In Arkansas, a group of hard-core Obamacare opponents thought their brand of political hardball might spell the end of Medicaid expansion.
They found out their governor, Republican Asa Hutchinson, can play even harder, and now the state that invented the CMS waiver has a new one with a few tweaks to keep expansion alive, serving 267,000 residents who earn up to 138% of the federal poverty level, which amounts to about $16,000 for a single person or $33,000 for a 4-person family.

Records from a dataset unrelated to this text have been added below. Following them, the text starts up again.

//! Arena storage for scene nodes.
//!
//! Nodes sit in a flat vector of slots. Parent, child and z-context links
//! are plain [`NodeId`] handles, so neither the parent/child graph nor the
//! z-context graph needs shared ownership. Freed slots are chained into an
//! intrusive free list and reused; every reuse bumps the slot's generation,
//! which turns handles kept past a removal into detectable misses instead
//! of aliases of the new occupant.

use std::ops::{Index, IndexMut};

use crate::node::Node;

/// Handle to a node in a [`Tree`]: slot position plus the generation the
/// slot had when the node was stored.
#[derive(Clone, Copy, PartialEq, Eq, Hash, PartialOrd, Ord, Debug)]
pub struct NodeId {
    slot: u32,
    generation: u32,
}

impl NodeId {
    /// Packed form, generation in the upper half. Handy as a key on the
    /// backend side.
    pub fn as_u64(self) -> u64 {
        (u64::from(self.generation) << 32) | u64::from(self.slot)
    }
}

enum Entry {
    Occupied { generation: u32, node: Node },
    /// `next_free` chains vacant slots; `generation` is the one the next
    /// occupant gets.
    Vacant { generation: u32, next_free: Option<u32> },
}

/// Arena of nodes addressed by [`NodeId`].
///
/// Lookups with a stale handle return `None` from [`Tree::get`]; indexing
/// with one panics, since it means the caller kept a handle past removal.
#[derive(Default)]
pub struct Tree {
    entries: Vec<Entry>,
    free_head: Option<u32>,
    len: usize,
}

impl Tree {
    pub fn new() -> Self {
        Self::default()
    }

    /// Store a node and return its handle.
    pub fn insert(&mut self, node: Node) -> NodeId {
        self.len += 1;
        if let Some(slot) = self.free_head {
            let entry = &mut self.entries[slot as usize];
            if let Entry::Vacant {
                generation,
                next_free,
            } = *entry
            {
                self.free_head = next_free;
                *entry = Entry::Occupied { generation, node };
                return NodeId { slot, generation };
            }
        }
        let slot = self.entries.len() as u32;
        self.entries.push(Entry::Occupied {
            generation: 0,
            node,
        });
        NodeId {
            slot,
            generation: 0,
        }
    }

    /// Remove a node and hand it back. Links held by other nodes are not
    /// touched; the scene graph unlinks before removing.
    pub fn remove(&mut self, id: NodeId) -> Option<Node> {
        self.get(id)?;
        let vacant = Entry::Vacant {
            generation: id.generation.wrapping_add(1),
            next_free: self.free_head,
        };
        let Entry::Occupied { node, .. } =
            std::mem::replace(&mut self.entries[id.slot as usize], vacant)
        else {
            return None;
        };
        self.free_head = Some(id.slot);
        self.len -= 1;
        Some(node)
    }

    pub fn contains(&self, id: NodeId) -> bool {
        self.get(id).is_some()
    }

    pub fn get(&self, id: NodeId) -> Option<&Node> {
        match self.entries.get(id.slot as usize)? {
            Entry::Occupied { generation, node } if *generation == id.generation => Some(node),
            _ => None,
        }
    }

    pub fn get_mut(&mut self, id: NodeId) -> Option<&mut Node> {
        match self.entries.get_mut(id.slot as usize)? {
            Entry::Occupied { generation, node } if *generation == id.generation => Some(node),
            _ => None,
        }
    }

    /// Number of live nodes.
    pub fn len(&self) -> usize {
        self.len
    }

    pub fn is_empty(&self) -> bool {
        self.len == 0
    }
}

impl Index<NodeId> for Tree {
    type Output = Node;

    fn index(&self, id: NodeId) -> &Node {
        match self.get(id) {
            Some(node) => node,
            None => panic!("stale or foreign node handle {:?}", id),
        }
    }
}

impl IndexMut<NodeId> for Tree {
    fn index_mut(&mut self, id: NodeId) -> &mut Node {
        match self.get_mut(id) {
            Some(node) => node,
            None => panic!("stale or foreign node handle {:?}", id),
        }
    }
}

#[cfg(test)]
mod tests {
    use super::*;

    fn node_at(x: f32) -> Node {
        let mut node = Node::new();
        node.x = x;
        node
    }

    #[test]
    fn test_insert_and_remove() {
        let mut tree = Tree::new();
        let id = tree.insert(Node::new());
        assert!(tree.contains(id));
        assert_eq!(tree.len(), 1);

        assert!(tree.remove(id).is_some());
        assert!(!tree.contains(id));
        assert!(tree.is_empty());
        assert!(tree.remove(id).is_none());
    }

    #[test]
    fn test_reused_slot_gets_new_generation() {
        let mut tree = Tree::new();
        let old = tree.insert(Node::new());
        tree.remove(old);

        let new = tree.insert(Node::new());
        assert_eq!(old.slot, new.slot);
        assert_ne!(old.generation, new.generation);
        assert!(tree.get(old).is_none());
        assert!(tree.contains(new));
    }

    #[test]
    fn test_stale_handles_never_alias() {
        let mut tree = Tree::new();
        let mut previous = Vec::new();
        for _ in 0..4 {
            let id = tree.insert(Node::new());
            tree.remove(id);
            previous.push(id);
        }
        let id = tree.insert(Node::new());
        for old in previous {
            assert_ne!(old, id);
            assert!(!tree.contains(old));
        }
    }

    #[test]
    fn test_free_slots_are_reused_last_in_first_out() {
        let mut tree = Tree::new();
        let a = tree.insert(node_at(1.0));
        let b = tree.insert(node_at(2.0));
        let c = tree.insert(node_at(3.0));
        tree.remove(a);
        tree.remove(c);

        assert_eq!(tree.insert(Node::new()).slot, c.slot);
        assert_eq!(tree.insert(Node::new()).slot, a.slot);
        assert_eq!(tree[b].x, 2.0);
        assert_eq!(tree.len(), 3);

        tree[b].x = 20.0;
        assert_eq!(tree.get(b).map(|n| n.x), Some(20.0));
    }

    #[test]
    #[should_panic(expected = "stale or foreign node handle")]
    fn test_indexing_with_stale_handle_panics() {
        let mut tree = Tree::new();
        let id = tree.insert(Node::new());
        tree.remove(id);
        let _ = &tree[id];
    }

    #[test]
    fn test_as_u64_packs_generation_high() {
        let mut tree = Tree::new();
        let first = tree.insert(Node::new());
        tree.remove(first);
        let id = tree.insert(Node::new());
        assert_eq!(id.as_u64(), 1u64 << 32);
    }
}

Arkansas’ “private option,” the first of its kind under the Affordable Care Act, seemed endangered when Hutchinson and additional GOP lawmakers were elected in November 2014. But the governor decided that taking Medicaid coverage away from people who had finally gained healthcare was not in the state’s interest, especially after rankings came out showing Arkansas leading the nation in obesity.
Hutchinson’s Arkansas Works plan, which replaces the original “private option” with a waiver that ostensibly requires more personal responsibility, survives due to some interesting maneuvers.
When the governor knew he wouldn’t get the required 75% vote to fund his updated program, he cut a deal with Medicaid backers to insert a clause that would have let the program expire at the end of the year. Hutchinson made it clear he planned to use his line-item veto on that provision, which would leave Medicaid fully funded.
Which was enough to cause the 2 of 10 lawmakers blocking the changes to cave, giving Hutchinson what he wanted in the first place—a vote to fund Medicaid. If the 2 hadn’t changed their minds, Medicaid would not be funded at all, something even Obamacare critics couldn’t defend.
The bill with the sham amendment passed Thursday and Hutchinson used his line-item veto to cancel the sunset language immediately.
Kaiser Health News reported that Hutchinson praised the “spirit of cooperation” in the General Assembly and described his moves as “transparency,” because, “Everyone knew what was happening. That’s not trickery.”